**DIRECTIONS**
Your job is to report every line of the entries that has "crates".

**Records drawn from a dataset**
┏━━

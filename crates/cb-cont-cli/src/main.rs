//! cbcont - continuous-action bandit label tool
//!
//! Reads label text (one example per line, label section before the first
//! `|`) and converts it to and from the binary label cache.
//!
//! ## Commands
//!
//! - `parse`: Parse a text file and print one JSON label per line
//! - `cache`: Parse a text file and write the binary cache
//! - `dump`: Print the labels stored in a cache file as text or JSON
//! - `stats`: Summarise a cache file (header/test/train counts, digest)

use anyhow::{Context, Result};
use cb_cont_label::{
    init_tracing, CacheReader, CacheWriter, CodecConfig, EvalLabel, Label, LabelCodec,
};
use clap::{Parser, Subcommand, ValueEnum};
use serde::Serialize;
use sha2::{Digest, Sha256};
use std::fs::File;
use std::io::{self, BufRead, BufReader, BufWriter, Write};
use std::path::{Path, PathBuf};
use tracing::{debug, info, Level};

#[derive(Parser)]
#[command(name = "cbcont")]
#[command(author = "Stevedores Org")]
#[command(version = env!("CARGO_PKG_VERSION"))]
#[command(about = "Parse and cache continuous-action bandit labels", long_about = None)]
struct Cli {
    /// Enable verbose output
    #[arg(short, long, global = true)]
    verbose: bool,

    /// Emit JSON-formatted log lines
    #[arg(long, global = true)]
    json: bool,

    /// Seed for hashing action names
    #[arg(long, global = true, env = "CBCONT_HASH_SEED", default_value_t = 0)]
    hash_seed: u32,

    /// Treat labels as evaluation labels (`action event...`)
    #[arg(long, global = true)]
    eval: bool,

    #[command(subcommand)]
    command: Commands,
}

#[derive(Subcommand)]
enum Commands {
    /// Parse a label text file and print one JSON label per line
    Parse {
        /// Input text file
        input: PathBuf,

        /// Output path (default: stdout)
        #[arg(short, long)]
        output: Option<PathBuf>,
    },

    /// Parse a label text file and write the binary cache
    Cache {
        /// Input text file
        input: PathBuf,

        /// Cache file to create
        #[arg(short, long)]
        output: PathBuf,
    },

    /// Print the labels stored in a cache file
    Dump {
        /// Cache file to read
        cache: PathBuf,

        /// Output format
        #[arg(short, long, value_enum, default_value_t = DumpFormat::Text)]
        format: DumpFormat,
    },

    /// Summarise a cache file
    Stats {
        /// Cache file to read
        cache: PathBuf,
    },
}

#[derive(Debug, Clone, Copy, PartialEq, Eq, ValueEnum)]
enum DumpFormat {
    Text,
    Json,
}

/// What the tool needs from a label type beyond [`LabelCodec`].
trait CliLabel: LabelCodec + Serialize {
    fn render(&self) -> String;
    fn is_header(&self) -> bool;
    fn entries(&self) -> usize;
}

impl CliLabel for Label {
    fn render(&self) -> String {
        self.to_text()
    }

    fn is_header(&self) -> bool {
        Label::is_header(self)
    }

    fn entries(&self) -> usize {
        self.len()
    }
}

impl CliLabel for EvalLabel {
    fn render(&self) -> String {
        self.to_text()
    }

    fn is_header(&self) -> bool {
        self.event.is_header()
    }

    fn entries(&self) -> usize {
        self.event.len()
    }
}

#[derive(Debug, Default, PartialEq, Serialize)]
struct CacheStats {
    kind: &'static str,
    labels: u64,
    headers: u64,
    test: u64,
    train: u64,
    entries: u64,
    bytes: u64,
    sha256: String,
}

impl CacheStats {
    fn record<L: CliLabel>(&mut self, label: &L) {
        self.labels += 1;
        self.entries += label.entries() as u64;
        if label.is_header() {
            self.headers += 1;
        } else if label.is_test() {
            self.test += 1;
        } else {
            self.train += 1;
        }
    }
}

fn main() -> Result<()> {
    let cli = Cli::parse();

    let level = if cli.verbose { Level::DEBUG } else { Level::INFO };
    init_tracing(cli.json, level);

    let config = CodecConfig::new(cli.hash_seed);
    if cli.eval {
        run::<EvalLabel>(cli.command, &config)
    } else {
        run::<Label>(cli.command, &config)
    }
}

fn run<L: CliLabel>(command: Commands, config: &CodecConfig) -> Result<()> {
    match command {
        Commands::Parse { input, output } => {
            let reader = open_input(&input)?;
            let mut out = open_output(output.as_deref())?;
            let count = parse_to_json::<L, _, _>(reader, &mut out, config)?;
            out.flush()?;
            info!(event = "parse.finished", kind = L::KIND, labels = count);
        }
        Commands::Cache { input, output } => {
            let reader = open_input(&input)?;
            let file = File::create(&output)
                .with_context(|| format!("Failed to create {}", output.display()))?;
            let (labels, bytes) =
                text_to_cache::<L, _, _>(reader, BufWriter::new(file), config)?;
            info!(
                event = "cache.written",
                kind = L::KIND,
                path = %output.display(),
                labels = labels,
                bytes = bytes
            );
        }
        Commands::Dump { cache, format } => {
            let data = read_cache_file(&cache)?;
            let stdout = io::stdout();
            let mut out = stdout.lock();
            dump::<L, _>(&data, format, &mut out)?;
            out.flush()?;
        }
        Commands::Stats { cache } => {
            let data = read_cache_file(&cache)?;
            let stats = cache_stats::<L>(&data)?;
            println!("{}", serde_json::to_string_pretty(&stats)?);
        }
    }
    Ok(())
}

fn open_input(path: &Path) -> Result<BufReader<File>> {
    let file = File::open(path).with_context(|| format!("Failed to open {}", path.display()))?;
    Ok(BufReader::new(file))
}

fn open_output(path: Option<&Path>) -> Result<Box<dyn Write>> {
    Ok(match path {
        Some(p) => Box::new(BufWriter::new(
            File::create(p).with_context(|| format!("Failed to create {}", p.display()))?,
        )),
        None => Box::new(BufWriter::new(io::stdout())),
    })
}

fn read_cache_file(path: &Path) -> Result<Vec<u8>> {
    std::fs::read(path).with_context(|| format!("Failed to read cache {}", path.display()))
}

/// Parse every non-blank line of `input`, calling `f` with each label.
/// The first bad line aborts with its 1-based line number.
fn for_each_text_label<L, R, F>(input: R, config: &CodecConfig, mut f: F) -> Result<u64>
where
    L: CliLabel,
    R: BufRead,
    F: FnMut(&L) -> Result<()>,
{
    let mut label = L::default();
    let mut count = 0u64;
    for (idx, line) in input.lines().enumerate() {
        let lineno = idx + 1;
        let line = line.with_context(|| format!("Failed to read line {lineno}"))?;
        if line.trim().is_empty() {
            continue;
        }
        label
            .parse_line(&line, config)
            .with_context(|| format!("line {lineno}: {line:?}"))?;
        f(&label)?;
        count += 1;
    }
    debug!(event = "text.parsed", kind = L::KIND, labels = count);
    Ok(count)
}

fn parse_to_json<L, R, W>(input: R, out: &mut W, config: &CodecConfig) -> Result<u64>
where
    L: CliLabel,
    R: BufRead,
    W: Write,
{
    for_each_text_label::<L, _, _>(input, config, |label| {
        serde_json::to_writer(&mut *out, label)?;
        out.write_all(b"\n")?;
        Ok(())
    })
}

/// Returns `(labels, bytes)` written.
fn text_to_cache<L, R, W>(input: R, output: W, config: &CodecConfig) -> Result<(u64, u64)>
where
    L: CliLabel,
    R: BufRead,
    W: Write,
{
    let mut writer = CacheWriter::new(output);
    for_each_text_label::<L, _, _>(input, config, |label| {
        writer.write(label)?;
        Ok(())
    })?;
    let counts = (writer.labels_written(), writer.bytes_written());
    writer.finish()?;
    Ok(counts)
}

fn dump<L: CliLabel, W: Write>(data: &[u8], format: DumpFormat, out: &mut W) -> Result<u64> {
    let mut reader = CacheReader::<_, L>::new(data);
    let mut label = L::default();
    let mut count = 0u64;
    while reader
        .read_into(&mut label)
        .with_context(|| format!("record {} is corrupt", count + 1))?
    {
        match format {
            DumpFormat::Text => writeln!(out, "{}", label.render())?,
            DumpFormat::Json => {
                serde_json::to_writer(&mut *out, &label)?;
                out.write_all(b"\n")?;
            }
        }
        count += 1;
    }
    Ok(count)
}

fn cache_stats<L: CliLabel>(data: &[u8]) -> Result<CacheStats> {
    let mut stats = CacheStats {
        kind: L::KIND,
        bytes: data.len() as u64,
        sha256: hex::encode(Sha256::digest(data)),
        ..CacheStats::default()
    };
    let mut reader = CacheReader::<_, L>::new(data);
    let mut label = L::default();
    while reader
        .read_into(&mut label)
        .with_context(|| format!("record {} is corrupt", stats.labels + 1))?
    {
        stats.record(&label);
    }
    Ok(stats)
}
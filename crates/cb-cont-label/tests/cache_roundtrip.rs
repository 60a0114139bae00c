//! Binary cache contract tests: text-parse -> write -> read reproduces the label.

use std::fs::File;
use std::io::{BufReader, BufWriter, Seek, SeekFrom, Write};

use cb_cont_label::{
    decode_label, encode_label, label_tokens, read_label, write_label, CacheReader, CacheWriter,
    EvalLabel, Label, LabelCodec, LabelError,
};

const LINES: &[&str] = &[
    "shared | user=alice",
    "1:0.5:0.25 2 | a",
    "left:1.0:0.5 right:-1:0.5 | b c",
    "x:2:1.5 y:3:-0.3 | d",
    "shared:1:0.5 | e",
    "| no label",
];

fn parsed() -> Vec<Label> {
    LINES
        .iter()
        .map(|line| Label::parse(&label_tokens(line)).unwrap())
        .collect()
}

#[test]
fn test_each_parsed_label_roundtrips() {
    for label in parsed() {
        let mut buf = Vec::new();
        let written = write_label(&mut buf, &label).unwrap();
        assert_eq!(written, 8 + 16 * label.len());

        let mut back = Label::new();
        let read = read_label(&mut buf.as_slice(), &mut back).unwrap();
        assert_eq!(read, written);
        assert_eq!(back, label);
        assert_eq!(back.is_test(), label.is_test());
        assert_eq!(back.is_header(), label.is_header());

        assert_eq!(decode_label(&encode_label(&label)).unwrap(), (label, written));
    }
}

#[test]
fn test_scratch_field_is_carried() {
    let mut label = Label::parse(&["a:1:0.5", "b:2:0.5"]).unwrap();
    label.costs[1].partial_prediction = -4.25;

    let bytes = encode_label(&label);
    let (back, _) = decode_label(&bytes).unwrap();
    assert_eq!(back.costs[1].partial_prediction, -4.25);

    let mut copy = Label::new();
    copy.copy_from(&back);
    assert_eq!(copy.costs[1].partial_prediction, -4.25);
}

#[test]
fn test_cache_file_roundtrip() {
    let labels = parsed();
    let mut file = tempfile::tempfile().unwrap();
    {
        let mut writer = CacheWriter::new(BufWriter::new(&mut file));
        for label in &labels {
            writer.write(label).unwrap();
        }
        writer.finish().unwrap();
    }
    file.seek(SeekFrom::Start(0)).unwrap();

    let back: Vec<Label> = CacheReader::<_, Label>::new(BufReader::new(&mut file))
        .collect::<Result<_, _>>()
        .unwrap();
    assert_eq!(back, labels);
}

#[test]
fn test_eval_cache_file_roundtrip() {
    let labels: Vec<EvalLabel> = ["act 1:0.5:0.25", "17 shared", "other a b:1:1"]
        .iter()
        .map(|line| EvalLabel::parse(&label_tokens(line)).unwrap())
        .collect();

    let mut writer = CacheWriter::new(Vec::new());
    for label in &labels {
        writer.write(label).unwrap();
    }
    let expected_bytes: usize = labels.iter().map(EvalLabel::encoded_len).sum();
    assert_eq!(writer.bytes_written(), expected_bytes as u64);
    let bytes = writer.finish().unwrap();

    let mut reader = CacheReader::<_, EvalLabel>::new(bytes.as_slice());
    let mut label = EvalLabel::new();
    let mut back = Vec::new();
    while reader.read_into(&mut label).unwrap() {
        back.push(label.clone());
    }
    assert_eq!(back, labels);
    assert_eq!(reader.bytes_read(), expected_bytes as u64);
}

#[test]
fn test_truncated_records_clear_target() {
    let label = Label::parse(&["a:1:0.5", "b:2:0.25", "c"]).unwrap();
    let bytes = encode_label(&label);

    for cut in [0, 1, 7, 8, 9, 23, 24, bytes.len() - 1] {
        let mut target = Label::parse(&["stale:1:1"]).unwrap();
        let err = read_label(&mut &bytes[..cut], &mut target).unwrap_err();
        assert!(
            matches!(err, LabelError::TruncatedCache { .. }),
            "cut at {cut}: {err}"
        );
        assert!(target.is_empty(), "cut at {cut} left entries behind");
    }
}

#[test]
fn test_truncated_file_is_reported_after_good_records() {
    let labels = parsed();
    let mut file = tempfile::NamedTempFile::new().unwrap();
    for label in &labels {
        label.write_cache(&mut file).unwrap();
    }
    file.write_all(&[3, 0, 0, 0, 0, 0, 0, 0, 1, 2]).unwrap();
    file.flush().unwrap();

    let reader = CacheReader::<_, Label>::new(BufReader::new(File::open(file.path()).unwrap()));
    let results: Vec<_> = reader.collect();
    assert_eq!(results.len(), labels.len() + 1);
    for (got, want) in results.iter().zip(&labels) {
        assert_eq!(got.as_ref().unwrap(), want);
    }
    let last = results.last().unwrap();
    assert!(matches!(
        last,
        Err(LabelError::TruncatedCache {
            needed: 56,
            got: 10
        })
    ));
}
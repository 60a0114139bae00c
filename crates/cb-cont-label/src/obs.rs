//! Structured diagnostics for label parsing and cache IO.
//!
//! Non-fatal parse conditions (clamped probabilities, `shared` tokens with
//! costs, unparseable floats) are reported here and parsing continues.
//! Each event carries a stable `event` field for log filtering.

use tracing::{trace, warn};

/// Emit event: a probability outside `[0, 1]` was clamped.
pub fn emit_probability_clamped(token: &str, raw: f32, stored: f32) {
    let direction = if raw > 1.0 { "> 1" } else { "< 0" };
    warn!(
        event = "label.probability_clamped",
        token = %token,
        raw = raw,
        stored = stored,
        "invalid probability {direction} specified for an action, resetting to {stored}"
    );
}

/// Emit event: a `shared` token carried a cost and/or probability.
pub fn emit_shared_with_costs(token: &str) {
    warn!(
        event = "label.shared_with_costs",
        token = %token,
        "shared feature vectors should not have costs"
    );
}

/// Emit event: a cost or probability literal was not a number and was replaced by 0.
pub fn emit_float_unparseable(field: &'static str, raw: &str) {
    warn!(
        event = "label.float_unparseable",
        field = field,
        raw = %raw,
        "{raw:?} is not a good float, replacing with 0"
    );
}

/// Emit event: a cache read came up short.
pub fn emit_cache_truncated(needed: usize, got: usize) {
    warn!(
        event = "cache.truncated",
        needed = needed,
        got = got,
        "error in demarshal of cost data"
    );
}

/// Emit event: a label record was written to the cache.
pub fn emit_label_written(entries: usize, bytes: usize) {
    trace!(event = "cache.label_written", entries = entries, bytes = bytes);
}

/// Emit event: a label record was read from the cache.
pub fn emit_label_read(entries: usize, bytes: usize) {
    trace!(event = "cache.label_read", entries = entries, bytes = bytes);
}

┗━━

**RESPONSE TO THE EXERCISE**
filename crates/cb-cont-cli/src/main.rs
filename crates/cb-cont-label/tests/cache_roundtrip.rs
filename crates/cb-cont-label/src/obs.rs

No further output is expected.